Many of the roles recommended for inclusion on the SOL are in line with the recommendations put forward by TIGA within our written evidence submission to the MAC. TIGA called on the Government to enable games businesses to recruit non-UK workers to fill high and medium skilled roles after Brexit, while continuing the development of a highly skilled domestic workforce.
Under section 4E.77 of the review, the MAC also notes the success and value of the TIGA University Accreditation Scheme, referencing the scheme as a long term strategy for solving digital skills gaps.
In response to the report, Dr Richard Wilson OBE, TIGA CEO said:
“TIGA welcomes the recommendations put forward by the MAC. The number of gaming industry relevant recommendations indicates that the MAC has a good understanding of our industry’s skill shortages and it is great news that our requests have been listened to.

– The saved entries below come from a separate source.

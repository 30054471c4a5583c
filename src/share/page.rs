use std::sync::{Arc, Mutex};

use crate::platform::cancel::CancellationToken;
use crate::platform::runtime::spawn_detached;
use crate::scanner::{CaptureLoop, CaptureOutcome, CaptureStatus, ScannerError, ScannerResult};
use crate::share::logger::LOGGER;
use crate::share::session::ScanShareSession;
use crate::share::state::DecodeOutcome;
use crate::util::Unsubscribe;

/// The scan tab: camera capture feeding a [`ScanShareSession`], with a typed-text fallback.
///
/// Dropping the page stops the camera and abandons the session's in-flight work.
pub struct ScanPage {
    session: ScanShareSession,
    capture: Arc<CaptureLoop>,
    scan_scope: Mutex<CancellationToken>,
    camera_error: Arc<Mutex<Option<ScannerError>>>,
}

impl ScanPage {
    pub fn new(session: ScanShareSession, capture: CaptureLoop) -> Self {
        Self {
            session,
            capture: Arc::new(capture),
            scan_scope: Mutex::new(CancellationToken::new()),
            camera_error: Arc::new(Mutex::new(None)),
        }
    }

    pub fn session(&self) -> &ScanShareSession {
        &self.session
    }

    pub fn capture_status(&self) -> CaptureStatus {
        self.capture.status()
    }

    pub fn on_capture_status<F>(&self, listener: F) -> Unsubscribe
    where
        F: Fn(&CaptureStatus) + Send + Sync + 'static,
    {
        self.capture.on_status_changed(listener)
    }

    /// Why the camera could not be used, if it could not.
    pub fn camera_error(&self) -> Option<ScannerError> {
        self.camera_error.lock().unwrap().clone()
    }

    /// `true` once the camera failed and only typed input is left.
    pub fn manual_entry_required(&self) -> bool {
        self.camera_error().is_some()
    }

    fn restart_scope(&self) -> CancellationToken {
        let mut scope = self.scan_scope.lock().unwrap();
        scope.cancel();
        *scope = CancellationToken::new();
        scope.clone()
    }

    /// Runs one capture and hands the decoded text to the session.
    ///
    /// `Ok(None)` means the scan was stopped before a code was seen.
    pub async fn scan(&self) -> ScannerResult<Option<DecodeOutcome>> {
        let cancel = self.restart_scope();
        scan_with(&self.capture, &self.session, &self.camera_error, &cancel).await
    }

    /// Scans in the background until a counter code is accepted or scanning is stopped.
    /// Codes that are not counter codes are skipped. The first call also starts locating the
    /// device.
    pub fn start(&self) {
        self.session.locate();
        let cancel = self.restart_scope();
        let capture = Arc::clone(&self.capture);
        let session = self.session.clone();
        let camera_error = Arc::clone(&self.camera_error);

        spawn_detached(async move {
            loop {
                match scan_with(&capture, &session, &camera_error, &cancel).await {
                    Ok(Some(DecodeOutcome::Rejected(_))) if !cancel.is_cancelled() => continue,
                    _ => break,
                }
            }
        });
    }

    pub fn stop_scanning(&self) {
        self.scan_scope.lock().unwrap().cancel();
    }

    /// Manual-entry fallback. An accepted payload also stops the camera.
    pub async fn submit_manual_text(&self, text: &str) -> DecodeOutcome {
        let outcome = self.session.handle_decoded(text).await;
        if outcome.is_accepted() {
            self.stop_scanning();
        }
        outcome
    }

    pub fn close(&self) {
        self.stop_scanning();
        self.session.close();
    }
}

impl Drop for ScanPage {
    fn drop(&mut self) {
        self.close();
    }
}

async fn scan_with(
    capture: &CaptureLoop,
    session: &ScanShareSession,
    camera_error: &Mutex<Option<ScannerError>>,
    cancel: &CancellationToken,
) -> ScannerResult<Option<DecodeOutcome>> {
    match capture.run(cancel).await {
        Ok(CaptureOutcome::Decoded(text)) => Ok(Some(session.handle_decoded(&text).await)),
        Ok(CaptureOutcome::Cancelled) => Ok(None),
        Err(err) => {
            LOGGER.info(format!("offering manual entry: {err}"));
            *camera_error.lock().unwrap() = Some(err.clone());
            Err(err)
        }
    }
}
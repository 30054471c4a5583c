use chrono::{DateTime, Utc};

/// Current wall-clock time. Browsers read `Date.now()` because `SystemTime` is unavailable
/// on `wasm32-unknown-unknown`.
#[cfg(all(target_arch = "wasm32", feature = "wasm-web"))]
pub fn now() -> DateTime<Utc> {
    let millis = js_sys::Date::now() as i64;
    DateTime::<Utc>::from_timestamp_millis(millis).unwrap_or_default()
}

#[cfg(not(all(target_arch = "wasm32", feature = "wasm-web")))]
pub fn now() -> DateTime<Utc> {
    Utc::now()
}
use chrono::{DateTime, TimeDelta, Utc};

use crate::payload::ScannedIdentity;
use crate::tokens::format::format_remaining;
use crate::tokens::model::IssuedToken;

/// An [`IssuedToken`] evaluated against one wall-clock sample.
#[derive(Clone, Debug, PartialEq, Eq)]
pub struct TokenView {
    pub token: IssuedToken,
    pub expiry_time: DateTime<Utc>,
    /// Whole seconds until expiry, truncated toward zero; negative once expired.
    pub remaining_seconds: i64,
    pub is_active: bool,
}

impl TokenView {
    pub fn compute(token: &IssuedToken, now: DateTime<Utc>) -> Self {
        match token.expires_in_seconds() {
            Some(seconds) => {
                let expiry_time = TimeDelta::try_seconds(seconds)
                    .and_then(|lifetime| token.date_created.checked_add_signed(lifetime))
                    .unwrap_or(if seconds < 0 {
                        DateTime::<Utc>::MIN_UTC
                    } else {
                        DateTime::<Utc>::MAX_UTC
                    });
                Self {
                    token: token.clone(),
                    expiry_time,
                    remaining_seconds: (expiry_time - now).num_seconds(),
                    is_active: expiry_time > now,
                }
            }
            // An unreadable lifetime never counts as active.
            None => Self {
                token: token.clone(),
                expiry_time: token.date_created,
                remaining_seconds: 0,
                is_active: false,
            },
        }
    }

    pub fn matches_facility(&self, facility_id: &str) -> bool {
        self.is_active && self.token.facility_id == facility_id
    }

    pub fn matches_identity(&self, identity: &ScannedIdentity) -> bool {
        self.matches_facility(identity.facility_id())
            && self.token.counter_code == identity.counter_id()
    }

    /// `"1h 2m"`, `"2m 5s"`, `"9s"` or `"Expired"`.
    pub fn remaining_label(&self) -> String {
        format_remaining(self.remaining_seconds, self.is_active)
    }
}

/// Every token of one listing, evaluated against a single shared `now`.
#[derive(Clone, Debug, PartialEq, Eq)]
pub struct TokenBoard {
    now: DateTime<Utc>,
    views: Vec<TokenView>,
}

impl TokenBoard {
    pub fn at(tokens: &[IssuedToken], now: DateTime<Utc>) -> Self {
        let views = tokens
            .iter()
            .map(|token| TokenView::compute(token, now))
            .collect();
        Self { now, views }
    }

    pub fn now(&self) -> DateTime<Utc> {
        self.now
    }

    pub fn views(&self) -> &[TokenView] {
        &self.views
    }

    pub fn is_empty(&self) -> bool {
        self.views.is_empty()
    }

    /// An active token already issued by `facility_id`, at any counter.
    pub fn active_for_facility(&self, facility_id: &str) -> Option<&TokenView> {
        self.views
            .iter()
            .find(|view| view.matches_facility(facility_id))
    }

    /// An active token issued by exactly the scanned facility and counter.
    pub fn active_for_identity(&self, identity: &ScannedIdentity) -> Option<&TokenView> {
        self.views
            .iter()
            .find(|view| view.matches_identity(identity))
    }

    /// Newest-first views, at most `limit` of them.
    pub fn recent(&self, limit: usize) -> Vec<TokenView> {
        let mut views = self.views.clone();
        views.sort_by(|a, b| b.token.date_created.cmp(&a.token.date_created));
        views.truncate(limit);
        views
    }
}

#[cfg(test)]
mod tests {
    use super::*;
    use crate::payload::parse_scanned_text;
    use chrono::TimeZone;

    fn now() -> DateTime<Utc> {
        Utc.with_ymd_and_hms(2025, 6, 1, 12, 0, 0).unwrap()
    }

    fn token(id: i64, facility: &str, counter: &str, age_secs: i64, expires_in: &str) -> IssuedToken {
        IssuedToken {
            id,
            patient_id: "patient".into(),
            token_number: format!("T-{id}"),
            facility_id: facility.into(),
            facility_name: format!("{facility} hospital"),
            facility_address: String::new(),
            expires_in: expires_in.into(),
            client_id: "client".into(),
            date_created: now() - TimeDelta::seconds(age_secs),
            counter_code: counter.into(),
        }
    }

    fn identity(facility: &str, counter: &str) -> ScannedIdentity {
        parse_scanned_text(&format!(
            "https://phr.example.org/share-profile?hip-id={facility}&counter-id={counter}"
        ))
        .unwrap()
    }

    #[test]
    fn half_elapsed_token_is_active() {
        let view = TokenView::compute(&token(1, "F", "C", 30, "60"), now());
        assert!(view.is_active);
        assert_eq!(view.remaining_seconds, 30);
        assert_eq!(view.expiry_time, now() + TimeDelta::seconds(30));
    }

    #[test]
    fn outlived_token_is_expired() {
        let view = TokenView::compute(&token(1, "F", "C", 30, "10"), now());
        assert!(!view.is_active);
        assert_eq!(view.remaining_seconds, -20);
        assert_eq!(view.remaining_label(), "Expired");
    }

    #[test]
    fn token_expiring_exactly_now_is_inactive() {
        let view = TokenView::compute(&token(1, "F", "C", 60, "60"), now());
        assert!(!view.is_active);
        assert_eq!(view.remaining_seconds, 0);
    }

    #[test]
    fn remaining_seconds_truncate_toward_zero() {
        let mut raw = token(1, "F", "C", 0, "10");
        raw.date_created = now() - TimeDelta::milliseconds(2_500);
        assert_eq!(TokenView::compute(&raw, now()).remaining_seconds, 7);

        raw.expires_in = "1".into();
        let view = TokenView::compute(&raw, now());
        assert_eq!(view.remaining_seconds, -1);
        assert!(!view.is_active);
    }

    #[test]
    fn unreadable_lifetime_is_inactive() {
        let view = TokenView::compute(&token(1, "F", "C", -600, "soon"), now());
        assert!(!view.is_active);
        assert_eq!(view.remaining_seconds, 0);
    }

    #[test]
    fn recomputation_is_idempotent() {
        let tokens = vec![token(1, "F", "C", 5, "60"), token(2, "G", "D", 100, "60")];
        assert_eq!(TokenBoard::at(&tokens, now()), TokenBoard::at(&tokens, now()));
    }

    #[test]
    fn facility_lookup_ignores_counter_but_requires_activity() {
        let tokens = vec![
            token(1, "F", "OLD", 500, "60"),
            token(2, "F", "OTHER", 10, "60"),
        ];
        let board = TokenBoard::at(&tokens, now());
        assert_eq!(board.active_for_facility("F").map(|v| v.token.id), Some(2));
        assert!(board.active_for_facility("G").is_none());
    }

    #[test]
    fn identity_lookup_requires_exact_counter() {
        let tokens = vec![
            token(1, "F", "C2", 10, "60"),
            token(2, "F", "C1", 500, "60"),
            token(3, "F", "C1", 10, "60"),
        ];
        let board = TokenBoard::at(&tokens, now());
        assert_eq!(board.active_for_identity(&identity("F", "C1")).map(|v| v.token.id), Some(3));
        assert!(board.active_for_identity(&identity("F", "C9")).is_none());
        assert!(board.active_for_identity(&identity("G", "C1")).is_none());
    }

    #[test]
    fn recent_sorts_newest_first_and_truncates() {
        let tokens: Vec<_> = (0..12).map(|i| token(i, "F", "C", i * 10, "60")).collect();
        let board = TokenBoard::at(&tokens, now());
        let recent = board.recent(10);
        assert_eq!(recent.len(), 10);
        assert_eq!(recent.first().map(|v| v.token.id), Some(0));
        assert_eq!(recent.last().map(|v| v.token.id), Some(9));
    }
}
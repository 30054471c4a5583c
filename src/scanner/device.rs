use std::time::Duration;

use async_trait::async_trait;

use crate::platform::runtime::sleep;
use crate::scanner::constants::NATIVE_FRAME_INTERVAL;
use crate::scanner::error::ScannerResult;
use crate::scanner::types::{BarcodeFormat, DetectedBarcode, FrameBuffer, MediaConstraints};

/// Source of live video streams.
#[cfg_attr(not(target_arch = "wasm32"), async_trait)]
#[cfg_attr(target_arch = "wasm32", async_trait(?Send))]
pub trait CameraDevice: Send + Sync {
    async fn open(&self, constraints: &MediaConstraints) -> ScannerResult<Box<dyn VideoStream>>;
}

pub trait VideoStream: Send + Sync {
    /// Native resolution, or `None` while the first frame is not decoded yet.
    fn dimensions(&self) -> Option<(u32, u32)>;

    /// Copies the current frame into `frame`, which is already sized to [`dimensions`](Self::dimensions).
    fn draw_into(&self, frame: &mut FrameBuffer) -> ScannerResult<()>;

    /// Stops every track. Must be idempotent.
    fn stop(&self);
}

#[cfg_attr(not(target_arch = "wasm32"), async_trait)]
#[cfg_attr(target_arch = "wasm32", async_trait(?Send))]
pub trait BarcodeDetector: Send + Sync {
    async fn detect(&self, frame: &FrameBuffer) -> ScannerResult<Vec<DetectedBarcode>>;
}

#[cfg_attr(not(target_arch = "wasm32"), async_trait)]
#[cfg_attr(target_arch = "wasm32", async_trait(?Send))]
pub trait DetectorFactory: Send + Sync {
    async fn supported_formats(&self) -> ScannerResult<Vec<BarcodeFormat>>;

    fn create(&self, formats: &[BarcodeFormat]) -> ScannerResult<Box<dyn BarcodeDetector>>;
}

/// Paces frame sampling.
#[cfg_attr(not(target_arch = "wasm32"), async_trait)]
#[cfg_attr(target_arch = "wasm32", async_trait(?Send))]
pub trait FrameClock: Send + Sync {
    async fn next_frame(&self);
}

#[derive(Clone, Copy, Debug)]
pub struct IntervalFrameClock {
    interval: Duration,
}

impl IntervalFrameClock {
    pub fn new(interval: Duration) -> Self {
        Self { interval }
    }
}

impl Default for IntervalFrameClock {
    fn default() -> Self {
        Self::new(NATIVE_FRAME_INTERVAL)
    }
}

#[cfg_attr(not(target_arch = "wasm32"), async_trait)]
#[cfg_attr(target_arch = "wasm32", async_trait(?Send))]
impl FrameClock for IntervalFrameClock {
    async fn next_frame(&self) {
        sleep(self.interval).await;
    }
}

/// Factory for hosts without a barcode decoder; the capture loop then runs decoder-less.
#[derive(Clone, Copy, Debug, Default)]
pub struct NoBarcodeDetection;

#[cfg_attr(not(target_arch = "wasm32"), async_trait)]
#[cfg_attr(target_arch = "wasm32", async_trait(?Send))]
impl DetectorFactory for NoBarcodeDetection {
    async fn supported_formats(&self) -> ScannerResult<Vec<BarcodeFormat>> {
        Ok(Vec::new())
    }

    fn create(&self, formats: &[BarcodeFormat]) -> ScannerResult<Box<dyn BarcodeDetector>> {
        Err(crate::scanner::error::internal_error(format!(
            "no decoder for {}",
            formats
                .iter()
                .map(BarcodeFormat::as_str)
                .collect::<Vec<_>>()
                .join(", ")
        )))
    }
}

/// Owns an open stream and stops it on every exit path.
pub(crate) struct StreamGuard {
    stream: Box<dyn VideoStream>,
}

impl StreamGuard {
    pub(crate) fn new(stream: Box<dyn VideoStream>) -> Self {
        Self { stream }
    }

    pub(crate) fn stream(&self) -> &dyn VideoStream {
        self.stream.as_ref()
    }
}

impl Drop for StreamGuard {
    fn drop(&mut self) {
        self.stream.stop();
    }
}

“Our research indicates that 20 per cent of people working in the UK video games industry are EU nationals, with 5 per cent coming from the rest of the world. If the UK games industry is to remain world leading after Brexit, then our industry needs to be able to hire non-UK workers to fill high and medium skilled roles via the Shortage Occupation List.
“TIGA also welcomes the MAC’s acknowledgement of the TIGA University Accreditation Scheme. A lot of work goes into ensuring both prospective students and game developers can identify those courses that are producing industry ready graduates. Only the very best undergraduate and postgraduate university courses receive TIGA accreditation.
“We look forward to the Government’s response to the MAC’s recommendations and for changes to be implemented.”